During the 1940s, she was a correspondent for the Christian Science Monitor and Mademoiselle under the name Virginia Shirley. She was the first woman to hold the position of executive secretary for the City Club of Portland and served as campaign chair for the Portland League of Women Voters.

In 1946, she married William Ambrose Haseltine (1897–1976), who was president of the J. E. Haseltine Hardware Company and chair of the Portland School Board. He was a major donor to the University of Oregon athletics program, and he and Virginia frequently visited the campus in Eugene. During her visits, she became interested in the Asian art collection at the University of Oregon Museum of Art (UOMA).

As her artistic connections and the family’s financial resources grew, Virginia Haseltine’s personal art collection increased as well. She saw an affinity between the art of China, Korea, and Japan and that of the Pacific Northwest, and she spearheaded efforts to expand the UOMA’s collection to include contemporary regional art. The museum exhibited over a hundred works from her collection in Pacific Northwest Art: The Haseltine Collection in 1963. Among the sixty-one regional artists included in the exhibit were Louis Bunce, Betty Feves, Gordon Gilkey, Morris Graves, George Johanson, LaVerne Krause, David McCosh, Carl Morris, Hilda Morris, Amanda Snyder, Mark Tobey, and Jan Zach. To Haseltine, artists were vital to the health of a community and to a productive and meaningful society.

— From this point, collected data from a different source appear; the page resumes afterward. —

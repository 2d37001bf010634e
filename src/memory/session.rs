//! 会话数据模型：Session / Turn / TurnSummary
//!
//! Turn 提交后不可变；传给 Agent 的历史只取最近 K 轮摘要，避免上下文无限增长。

use std::collections::HashMap;

use chrono::{DateTime, Utc};
use serde::{Deserialize, Serialize};
use serde_json::Value;

use crate::agents::AgentResult;
use crate::core::{Plan, SafetyStatus};

/// scratch 中约定的键
pub mod keys {
    /// 用户画像（UserProfile）
    pub const PROFILE: &str = "profile";
    /// 本轮由调用方直接提交的结构化指标，提交后清空
    pub const PENDING_METRICS: &str = "pending_metrics";
    /// 最近一次监测得到的指标
    pub const LAST_METRICS: &str = "last_metrics";
    pub const LAST_RISK: &str = "last_risk";
    pub const LAST_CONCERNS: &str = "last_concerns";
}

/// 用户画像，保存在 scratch `profile` 下
#[derive(Debug, Clone, Default, PartialEq, Eq, Serialize, Deserialize)]
pub struct UserProfile {
    pub age: Option<u32>,
    pub fitness_goal: Option<String>,
    pub dietary_preferences: Option<String>,
}

/// 一次已提交的请求/响应周期
#[derive(Debug, Clone, Serialize, Deserialize)]
pub struct Turn {
    /// 会话内序号，从 0 开始连续递增
    pub seq: u64,
    pub request: String,
    pub plan: Plan,
    pub agent_results: Vec<AgentResult>,
    /// 经安全过滤后的最终回复
    pub response: String,
    pub safety_status: SafetyStatus,
    /// 某阶段全部失败，回复为降级文案
    pub degraded: bool,
    pub timestamp: DateTime<Utc>,
}

/// 供 Agent 参考的 Turn 摘要
#[derive(Debug, Clone, PartialEq, Serialize, Deserialize)]
pub struct TurnSummary {
    pub seq: u64,
    pub request: String,
    pub response: String,
    pub plan: Plan,
    pub safety_status: SafetyStatus,
}

impl From<&Turn> for TurnSummary {
    fn from(turn: &Turn) -> Self {
        Self {
            seq: turn.seq,
            request: turn.request.clone(),
            response: turn.response.clone(),
            plan: turn.plan,
            safety_status: turn.safety_status,
        }
    }
}

/// 会话：有序 Turn 列表 + scratch 键值区
#[derive(Debug, Clone, Serialize, Deserialize)]
pub struct Session {
    pub id: String,
    pub created_at: DateTime<Utc>,
    pub turns: Vec<Turn>,
    pub scratch: HashMap<String, Value>,
}

impl Session {
    pub fn new(id: impl Into<String>) -> Self {
        Self {
            id: id.into(),
            created_at: Utc::now(),
            turns: Vec::new(),
            scratch: HashMap::new(),
        }
    }

    /// 下一个 Turn 的序号
    pub fn next_seq(&self) -> u64 {
        self.turns.len() as u64
    }

    /// 最近 k 轮摘要（旧 → 新）；k 为 0 时为空
    pub fn recent_summaries(&self, k: usize) -> Vec<TurnSummary> {
        let start = self.turns.len().saturating_sub(k);
        self.turns[start..].iter().map(TurnSummary::from).collect()
    }

    /// 取 scratch 中指定键的子集
    pub fn scratch_slice(&self, keys: &[&str]) -> HashMap<String, Value> {
        keys.iter()
            .filter_map(|k| self.scratch.get(*k).map(|v| (k.to_string(), v.clone())))
            .collect()
    }
}

/// 会话摘要（对外查询历史）
#[derive(Debug, Clone, Serialize)]
pub struct SessionSummary {
    pub session_id: String,
    pub created_at: DateTime<Utc>,
    pub turn_count: usize,
    pub turns: Vec<TurnSummary>,
}

impl From<&Session> for SessionSummary {
    fn from(session: &Session) -> Self {
        Self {
            session_id: session.id.clone(),
            created_at: session.created_at,
            turn_count: session.turns.len(),
            turns: session.turns.iter().map(TurnSummary::from).collect(),
        }
    }
}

In 1966, Governor Mark O. Hatfield created the Governor's Planning Council on the Arts and Humanities, which evolved into the Oregon Arts Commission. Haseltine was an original council member and helped prepare for opportunities under the newly launched National Endowment for the Arts and National Endowment for the Humanities. By this time, she had established a friendly correspondence with Morris Graves, and she urged UOMA Director Wallace Baldinger, University of Oregon President Arthur Flemming, and others to support a vision for the museum that prioritized the acquisition of works by Graves. The Graves-at-Oregon Project resulted in the acquisition of over five hundred drawings and paintings in 1968, and the museum now holds the largest public collection of works on paper by Graves.

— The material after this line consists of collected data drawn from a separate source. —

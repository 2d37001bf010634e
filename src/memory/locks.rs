//! 会话级串行化：同一会话的请求排队执行，不同会话互不阻塞

use std::collections::HashMap;
use std::sync::{Arc, Mutex};

use tokio::sync::{Mutex as AsyncMutex, OwnedMutexGuard};

/// 每个会话一把异步锁；锁表本身只在取锁瞬间加同步锁
#[derive(Default)]
pub struct SessionLocks {
    locks: Mutex<HashMap<String, Arc<AsyncMutex<()>>>>,
}

impl SessionLocks {
    pub fn new() -> Self {
        Self::default()
    }

    /// 获取会话锁，持有期间同一会话的其它请求等待
    pub async fn acquire(&self, session_id: &str) -> OwnedMutexGuard<()> {
        let lock = {
            let mut locks = self.locks.lock().unwrap_or_else(|p| p.into_inner());
            Arc::clone(locks.entry(session_id.to_string()).or_default())
        };
        lock.lock_owned().await
    }
}

#[cfg(test)]
mod tests {
    use super::*;
    use std::time::Duration;

    #[tokio::test]
    async fn test_same_session_serialized() {
        let locks = Arc::new(SessionLocks::new());
        let guard = locks.acquire("s").await;

        let locks2 = Arc::clone(&locks);
        let waiter = tokio::spawn(async move {
            let _g = locks2.acquire("s").await;
        });
        tokio::time::sleep(Duration::from_millis(20)).await;
        assert!(!waiter.is_finished());

        drop(guard);
        waiter.await.unwrap();
    }

    #[tokio::test]
    async fn test_different_sessions_independent() {
        let locks = SessionLocks::new();
        let _a = locks.acquire("a").await;
        let b = tokio::time::timeout(Duration::from_millis(50), locks.acquire("b")).await;
        assert!(b.is_ok());
    }
}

Throughout the 1970s and 1980s, Haseltine continued to make major gifts of contemporary art to UOMA. She also assisted in a reciprocal exhibition program called Statewide Services, which facilitated loans between visual arts institutions in the Pacific Northwest. She established an endowment in the 1960s that provided support for additional acquisitions at UOMA (now renamed the Jordan Schnitzer Museum of Art). In recognition of her advocacy, Haseltine was honored with the first Pioneer Award from the University of Oregon in 1979 and a Governor's Arts Award in 1985.

In 1987, Haseltine helped restage the play The London Hussey, which she had written and produced in 1953 about feminist writer Mary Wollstonecraft. The proceeds raised funds for the Storefront Theatre, as well as the Portland Civic Theatre, which produced the original performance decades earlier.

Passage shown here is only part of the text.